Saturday, March 15, 2014
Council (Omni Shoreham)
Rebecca Catto , Coventry University
At the 1910 World Missionary Conference in Edinburgh North American delegates pushed to have Europe added to the map as a Christian mission field, but met with resistance. A century later, there can be no doubt that Europe is a mission field. Since the early 1980s, the phenomenon of ‘reverse mission’ has been documented within Europe, that is Christians from former colonial mission fields travelling to evangelize what once was regarded as a mission-sending centre but has now polemically been described by some African missionaries as ‘the dark continent’.
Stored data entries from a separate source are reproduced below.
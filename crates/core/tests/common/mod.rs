use jdt_bridge_api::{CompilationUnit, NodeId, NodeKind};
use jdt_bridge_core::{CompilationUnitResolver, SourceUnit};
use std::sync::Once;

static INIT: Once = Once::new();

pub fn init_tracing() {
    INIT.call_once(|| {
        let _ = tracing_subscriber::fmt()
            .with_env_filter(tracing_subscriber::EnvFilter::from_default_env())
            .with_test_writer()
            .try_init();
    });
}

pub fn resolve(source: &str) -> CompilationUnit {
    resolve_with(&CompilationUnitResolver::default(), source)
}

pub fn resolve_with(resolver: &CompilationUnitResolver, source: &str) -> CompilationUnit {
    init_tracing();
    resolver
        .resolve(&SourceUnit::new("A.java", source))
        .expect("source should convert")
}

/// Every node of the unit whose kind satisfies `pred`, in pre-order.
#[allow(dead_code)]
pub fn find(unit: &CompilationUnit, pred: impl Fn(&NodeKind) -> bool) -> Vec<NodeId> {
    unit.ast
        .preorder(unit.root)
        .into_iter()
        .filter(|id| pred(unit.ast.kind(*id)))
        .collect()
}
use super::Converter;
use super::fragments::{Grouped, group_declarations};
use crate::error::{ConversionError, Result};
use jdt_bridge_api::{ModifierKeyword, NodeId, NodeKind, Prop, SourceRange};
use jdt_bridge_javac::{ClassKind, JcKind, JcTree, flags as jflags};

/// Flags javac adds to enum constants without any source spelling.
const ENUM_CONSTANT_IMPLIED: u64 = jflags::PUBLIC | jflags::STATIC | jflags::FINAL | jflags::ENUM;
/// Flags javac adds to record components.
const RECORD_COMPONENT_IMPLIED: u64 = jflags::RECORD | jflags::PRIVATE | jflags::FINAL;

const CONSTRUCTOR_NAME: &str = "<init>";

fn member_flags(tree: &JcTree) -> u64 {
    match &tree.kind {
        JcKind::VarDef { mods, .. } => mods.flags,
        _ => 0,
    }
}

impl Converter<'_> {
    pub(super) fn compilation_unit(&mut self, tree: &JcTree) -> Result<NodeId> {
        let JcKind::CompilationUnit {
            package,
            imports,
            defs,
        } = &tree.kind
        else {
            return Err(ConversionError::unsupported(tree.tag(), tree.start));
        };
        let range = SourceRange::new(0, self.source.len() as i32);
        let unit = self.alloc_at(tree, NodeKind::CompilationUnit, range);

        if let Some(package) = package {
            let JcKind::Package { annotations, pid } = &package.kind else {
                return Err(ConversionError::unsupported(package.tag(), package.start));
            };
            let decl = self.alloc(package, NodeKind::PackageDeclaration);
            for annotation in annotations {
                let annotation = self.annotation(annotation)?;
                self.ast.add_child(decl, Prop::Annotations, annotation);
            }
            let name = self.name(pid)?;
            self.ast.add_child(decl, Prop::Name, name);
            self.ast.add_child(unit, Prop::Package, decl);
        }

        for import in imports {
            let JcKind::Import { qualid, is_static } = &import.kind else {
                tracing::warn!("Dropping malformed import at offset {}", import.start);
                continue;
            };
            let (name_tree, on_demand) = match &qualid.kind {
                JcKind::Select { selected, name } if name == "*" => (&**selected, true),
                _ => (&**qualid, false),
            };
            let decl = self.alloc(
                import,
                NodeKind::ImportDeclaration {
                    is_static: *is_static,
                    on_demand,
                },
            );
            let name = self.name(name_tree)?;
            self.ast.add_child(decl, Prop::Name, name);
            self.ast.add_child(unit, Prop::Imports, decl);
        }

        for def in defs {
            match &def.kind {
                JcKind::ClassDef { .. } => {
                    let decl = self.type_declaration(def)?;
                    self.ast.add_child(unit, Prop::Types, decl);
                }
                JcKind::Skip => {}
                _ => tracing::warn!("Dropping {:?} at top level, offset {}", def.tag(), def.start),
            }
        }
        Ok(unit)
    }

    pub(super) fn type_declaration(&mut self, tree: &JcTree) -> Result<NodeId> {
        let JcKind::ClassDef {
            mods,
            name,
            class_kind,
            typarams,
            extending,
            implementing,
            permitting,
            defs,
        } = &tree.kind
        else {
            return Err(ConversionError::unsupported(tree.tag(), tree.start));
        };
        let kind = match class_kind {
            ClassKind::Class => NodeKind::TypeDeclaration {
                is_interface: false,
            },
            ClassKind::Interface => NodeKind::TypeDeclaration { is_interface: true },
            ClassKind::Enum => NodeKind::EnumDeclaration,
            ClassKind::Record => NodeKind::RecordDeclaration,
            ClassKind::AnnotationType => NodeKind::AnnotationTypeDeclaration,
        };
        let decl = self.alloc(tree, kind);
        self.modifiers(decl, mods, 0)?;
        let name_node = self.simple_name(name, SourceRange::UNSET);
        self.ast.add_child(decl, Prop::Name, name_node);
        self.type_parameters(decl, typarams)?;

        if let Some(extending) = extending {
            let superclass = self.ty(extending)?;
            self.ast.add_child(decl, Prop::SuperclassType, superclass);
        }
        for interface in implementing {
            let interface = self.ty(interface)?;
            self.ast.add_child(decl, Prop::SuperInterfaceTypes, interface);
        }
        if self.api_level.supports_sealed_types() {
            for permitted in permitting {
                let permitted = self.ty(permitted)?;
                self.ast.add_child(decl, Prop::PermittedTypes, permitted);
            }
        }

        self.type_names.push(name.clone());
        let members = self.members(decl, *class_kind, defs);
        self.type_names.pop();
        members?;
        Ok(decl)
    }

    fn type_parameters(&mut self, owner: NodeId, typarams: &[JcTree]) -> Result<()> {
        for param in typarams {
            let JcKind::TypeParameter {
                name,
                bounds,
                annotations,
            } = &param.kind
            else {
                return Err(ConversionError::unsupported(param.tag(), param.start));
            };
            let id = self.alloc(param, NodeKind::TypeParameter);
            for annotation in annotations {
                let annotation = self.annotation(annotation)?;
                self.ast.add_child(id, Prop::Modifiers, annotation);
            }
            let name = self.simple_name(name, SourceRange::UNSET);
            self.ast.add_child(id, Prop::Name, name);
            for bound in bounds {
                let bound = self.ty(bound)?;
                self.ast.add_child(id, Prop::Bounds, bound);
            }
            self.ast.add_child(owner, Prop::TypeParameters, id);
        }
        Ok(())
    }

    /// Splits members into enum constants or record components and ordinary
    /// body declarations in a single pass.
    fn members(&mut self, decl: NodeId, class_kind: ClassKind, defs: &[JcTree]) -> Result<()> {
        let mut body: Vec<&JcTree> = Vec::new();
        for def in defs {
            let flags = member_flags(def);
            if class_kind == ClassKind::Enum && flags & jflags::ENUM != 0 {
                let constant = self.enum_constant(def)?;
                self.ast.add_child(decl, Prop::EnumConstants, constant);
            } else if class_kind == ClassKind::Record && flags & jflags::RECORD != 0 {
                let component = self.single_variable(def, RECORD_COMPONENT_IMPLIED)?;
                self.ast.add_child(decl, Prop::RecordComponents, component);
            } else {
                body.push(def);
            }
        }
        self.body_declarations(decl, class_kind, body)
    }

    fn body_declarations<'t>(
        &mut self,
        owner: NodeId,
        class_kind: ClassKind,
        defs: impl IntoIterator<Item = &'t JcTree>,
    ) -> Result<()> {
        for item in group_declarations(defs) {
            let member = match item {
                Grouped::Vars(group) => Some(self.field_declaration(&group)?),
                Grouped::Single(def) => self.body_declaration(def, class_kind)?,
            };
            if let Some(member) = member {
                self.ast.add_child(owner, Prop::BodyDeclarations, member);
            }
        }
        Ok(())
    }

    /// `None` for members with no unified counterpart.
    fn body_declaration(&mut self, def: &JcTree, class_kind: ClassKind) -> Result<Option<NodeId>> {
        let member = match &def.kind {
            JcKind::ClassDef { .. } => self.type_declaration(def)?,
            JcKind::MethodDef { mods, .. } if mods.has(jflags::GENERATED_CONSTR) => return Ok(None),
            JcKind::MethodDef { .. } if class_kind == ClassKind::AnnotationType => {
                self.annotation_member(def)?
            }
            JcKind::MethodDef { .. } => self.method(def)?,
            JcKind::Block { is_static, .. } => self.initializer(def, *is_static)?,
            JcKind::Skip => return Ok(None),
            JcKind::Erroneous { .. } => {
                tracing::warn!("Dropping erroneous member at offset {}", def.start);
                return Ok(None);
            }
            _ => return Err(ConversionError::unsupported(def.tag(), def.start)),
        };
        Ok(Some(member))
    }

    fn enum_constant(&mut self, tree: &JcTree) -> Result<NodeId> {
        let JcKind::VarDef {
            mods, name, init, ..
        } = &tree.kind
        else {
            return Err(ConversionError::unsupported(tree.tag(), tree.start));
        };
        let constant = self.alloc(tree, NodeKind::EnumConstantDeclaration);
        self.modifiers(constant, mods, ENUM_CONSTANT_IMPLIED)?;
        let name = self.name_at(name, tree.pos);
        self.ast.add_child(constant, Prop::Name, name);
        // The initializer is a synthetic `new E(args) {body}`; only the
        // arguments and the body have source.
        if let Some(init) = init {
            if let JcKind::NewClass { args, def, .. } = &init.kind {
                self.arguments(constant, args)?;
                if let Some(def) = def {
                    let body = self.anonymous_class(def)?;
                    self.ast
                        .add_child(constant, Prop::AnonymousClassDeclaration, body);
                }
            }
        }
        Ok(constant)
    }

    pub(super) fn anonymous_class(&mut self, tree: &JcTree) -> Result<NodeId> {
        let JcKind::ClassDef { defs, .. } = &tree.kind else {
            return Err(ConversionError::unsupported(tree.tag(), tree.start));
        };
        let id = self.alloc(tree, NodeKind::AnonymousClassDeclaration);
        self.type_names.push(String::new());
        let members = self.body_declarations(id, ClassKind::Class, defs);
        self.type_names.pop();
        members?;
        Ok(id)
    }

    fn method(&mut self, tree: &JcTree) -> Result<NodeId> {
        let JcKind::MethodDef {
            mods,
            name,
            restype,
            typarams,
            params,
            dims,
            thrown,
            body,
            ..
        } = &tree.kind
        else {
            return Err(ConversionError::unsupported(tree.tag(), tree.start));
        };
        let is_constructor = name == CONSTRUCTOR_NAME;
        let decl = self.alloc(
            tree,
            NodeKind::MethodDeclaration {
                is_constructor,
                extra_dimensions: *dims,
            },
        );
        self.modifiers(decl, mods, 0)?;
        self.type_parameters(decl, typarams)?;
        if let Some(restype) = restype {
            let ty = self.ty(restype)?;
            self.ast.add_child(decl, Prop::ReturnType, ty);
        }
        let name_node = if is_constructor {
            let type_name = self.type_names.last().cloned().unwrap_or_default();
            self.name_at(&type_name, tree.pos)
        } else {
            self.name_at(name, tree.pos)
        };
        self.ast.add_child(decl, Prop::Name, name_node);
        for param in params {
            if matches!(param.kind, JcKind::Erroneous { .. }) {
                tracing::warn!("Dropping erroneous parameter at offset {}", param.start);
                continue;
            }
            let param = self.single_variable(param, 0)?;
            self.ast.add_child(decl, Prop::Parameters, param);
        }
        for thrown in thrown {
            let thrown = self.ty(thrown)?;
            self.ast.add_child(decl, Prop::ThrownExceptionTypes, thrown);
        }
        if let Some(body) = body {
            let body = self.block(body)?;
            self.ast.add_child(decl, Prop::Body, body);
        }
        Ok(decl)
    }

    fn annotation_member(&mut self, tree: &JcTree) -> Result<NodeId> {
        let JcKind::MethodDef {
            mods,
            name,
            restype,
            default_value,
            ..
        } = &tree.kind
        else {
            return Err(ConversionError::unsupported(tree.tag(), tree.start));
        };
        let decl = self.alloc(tree, NodeKind::AnnotationTypeMemberDeclaration);
        self.modifiers(decl, mods, 0)?;
        if let Some(restype) = restype {
            let ty = self.ty(restype)?;
            self.ast.add_child(decl, Prop::Type, ty);
        }
        let name = self.name_at(name, tree.pos);
        self.ast.add_child(decl, Prop::Name, name);
        if let Some(default_value) = default_value {
            let value = self.expr(default_value)?;
            self.ast.add_child(decl, Prop::Default, value);
        }
        Ok(decl)
    }

    /// Static or instance initializer. The `static` keyword becomes an
    /// unpositioned modifier and the braces a nested block.
    fn initializer(&mut self, tree: &JcTree, is_static: bool) -> Result<NodeId> {
        let JcKind::Block { stats, .. } = &tree.kind else {
            return Err(ConversionError::unsupported(tree.tag(), tree.start));
        };
        let decl = self.alloc(tree, NodeKind::Initializer);
        if is_static {
            let modifier = self.synthetic(
                NodeKind::Modifier {
                    keyword: ModifierKeyword::Static,
                },
                SourceRange::UNSET,
            );
            self.ast.add_child(decl, Prop::Modifiers, modifier);
        }
        let end = self.end_of(tree);
        let brace = self
            .find_token("{", tree.start, end)
            .map(|t| t.start)
            .unwrap_or(tree.start);
        let body = self.alloc_at(tree, NodeKind::Block, SourceRange::from_bounds(brace, end));
        self.statements_into(body, Prop::Statements, stats)?;
        self.ast.add_child(decl, Prop::Body, body);
        Ok(decl)
    }
}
This paper investigates this historical shift through analysis of fieldwork conducted with respondents from a range of countries of origin and denominational backgrounds undertaking missions to Britain. These data are compared findings from across Europe. A common picture emerges, with missionaries reporting shock upon arrival at the absence of Christianity in the society and the challenge of the mission field; regarding European Christianity as staid and in decline, and explanations for this in terms of the Enlightenment and consumer culture. Their presence and activities in Europe simultaneously destabilize and reinscribe categories such as ‘the global North’ and ‘the global South’. Europe may well be the ‘exceptional case’ in terms of its high degree of secularity. However, in this era of shifting global power relations and increasing interconnectedness, it, no less than other regions, cannot be treated as a monolith.

Paper
  • Catto 21st International Conference of Europeanists Paper March2014USB.pdf (167.1 kB)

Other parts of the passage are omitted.